= Beginning of Section =

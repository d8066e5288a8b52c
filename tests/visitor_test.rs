//! Integration tests for the visitor pattern.

use image::{DynamicImage, RgbaImage};
use undocx::model::{Block, Document, Image, Run, Style};
use undocx::render::visitor::{walk_block, walk_run, DocumentVisitor, Styled};
use undocx::render::DocumentStats;
use undocx::{Error, Result};

/// Custom visitor that tracks visit counts.
#[derive(Default)]
struct CountingVisitor {
    blocks: usize,
    runs: usize,
    texts: usize,
    images: usize,
    styled: Vec<Style>,
}

impl DocumentVisitor for CountingVisitor {
    fn visit_block(&mut self, block: &Block) -> Result<()> {
        self.blocks += 1;
        walk_block(self, block)
    }

    fn visit_run(&mut self, run: &Run) -> Result<()> {
        self.runs += 1;
        walk_run(self, run)
    }

    fn visit_text(&mut self, _text: &str) -> Result<()> {
        self.texts += 1;
        Ok(())
    }

    fn visit_image(&mut self, _image: &Image) -> Result<()> {
        self.images += 1;
        Ok(())
    }

    fn visit_styled(&mut self, styled: &dyn Styled) -> Result<()> {
        self.styled.push(styled.style());
        Ok(())
    }
}

/// Collects only heading text, never descending into other blocks.
#[derive(Default)]
struct HeadingCollector {
    headings: Vec<String>,
    current: Option<String>,
}

impl DocumentVisitor for HeadingCollector {
    fn visit_block(&mut self, block: &Block) -> Result<()> {
        if !block.style.is_heading() {
            return Ok(());
        }
        self.current = Some(String::new());
        walk_block(self, block)?;
        self.headings.extend(self.current.take());
        Ok(())
    }

    fn visit_text(&mut self, text: &str) -> Result<()> {
        if let Some(current) = &mut self.current {
            current.push_str(text);
        }
        Ok(())
    }
}

/// Fails on the first image.
struct NoImages;

impl DocumentVisitor for NoImages {
    fn visit_image(&mut self, image: &Image) -> Result<()> {
        Err(Error::Other(format!("unexpected image '{}'", image.name())))
    }
}

fn sample() -> Document {
    let mut mixed = Block::new(Style::Custom);
    mixed.add_run(Run::text("see ").with_style(Style::Strong));
    mixed.add_run(Run::image(Image::new(
        "pic",
        DynamicImage::ImageRgba8(RgbaImage::new(1, 1)),
    )));
    mixed.add_run(Run::new());

    Document::from_blocks(vec![
        Block::with_text(Style::Heading1, "Intro"),
        mixed,
        Block::with_text(Style::Heading3, "Details"),
    ])
}

#[test]
fn test_default_traversal_reaches_every_node() {
    let mut visitor = CountingVisitor::default();
    visitor.visit_document(&sample()).unwrap();

    assert_eq!(visitor.blocks, 3);
    assert_eq!(visitor.runs, 5);
    assert_eq!(visitor.texts, 3);
    assert_eq!(visitor.images, 1);
    assert_eq!(
        visitor.styled,
        vec![
            Style::Heading1,
            Style::Custom,
            Style::Custom,
            Style::Strong,
            Style::Custom,
            Style::Custom,
            Style::Heading3,
            Style::Custom,
        ]
    );
}

#[test]
fn test_skipping_subtrees() {
    let mut visitor = HeadingCollector::default();
    visitor.visit_document(&sample()).unwrap();
    assert_eq!(visitor.headings, vec!["Intro", "Details"]);
}

#[test]
fn test_errors_stop_traversal() {
    let err = NoImages.visit_document(&sample()).unwrap_err();
    assert!(err.to_string().contains("pic"));
}

#[test]
fn test_stats_visitor() {
    let stats = DocumentStats::collect(&sample());
    assert_eq!(stats.block_count, 3);
    assert_eq!(stats.run_count, 5);
    assert_eq!(stats.image_count, 1);
    assert_eq!(stats.word_count, 3);
    assert_eq!(stats.blocks_with_style(Style::Heading1), 1);
}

= End of Section =

How to complete this task:
Print only the lines that run from the start of the listing to the line bearing "tracks visit counts."; please keep the first line and that last one, exactly as they appear.

Solution for this exercise:
repository d8066e5288a8b52c
filename tests/visitor_test.rs
//! Integration tests for the visitor pattern.

use image::{DynamicImage, RgbaImage};
use undocx::model::{Block, Document, Image, Run, Style};
use undocx::render::visitor::{walk_block, walk_run, DocumentVisitor, Styled};
use undocx::render::DocumentStats;
use undocx::{Error, Result};

/// Custom visitor that tracks visit counts.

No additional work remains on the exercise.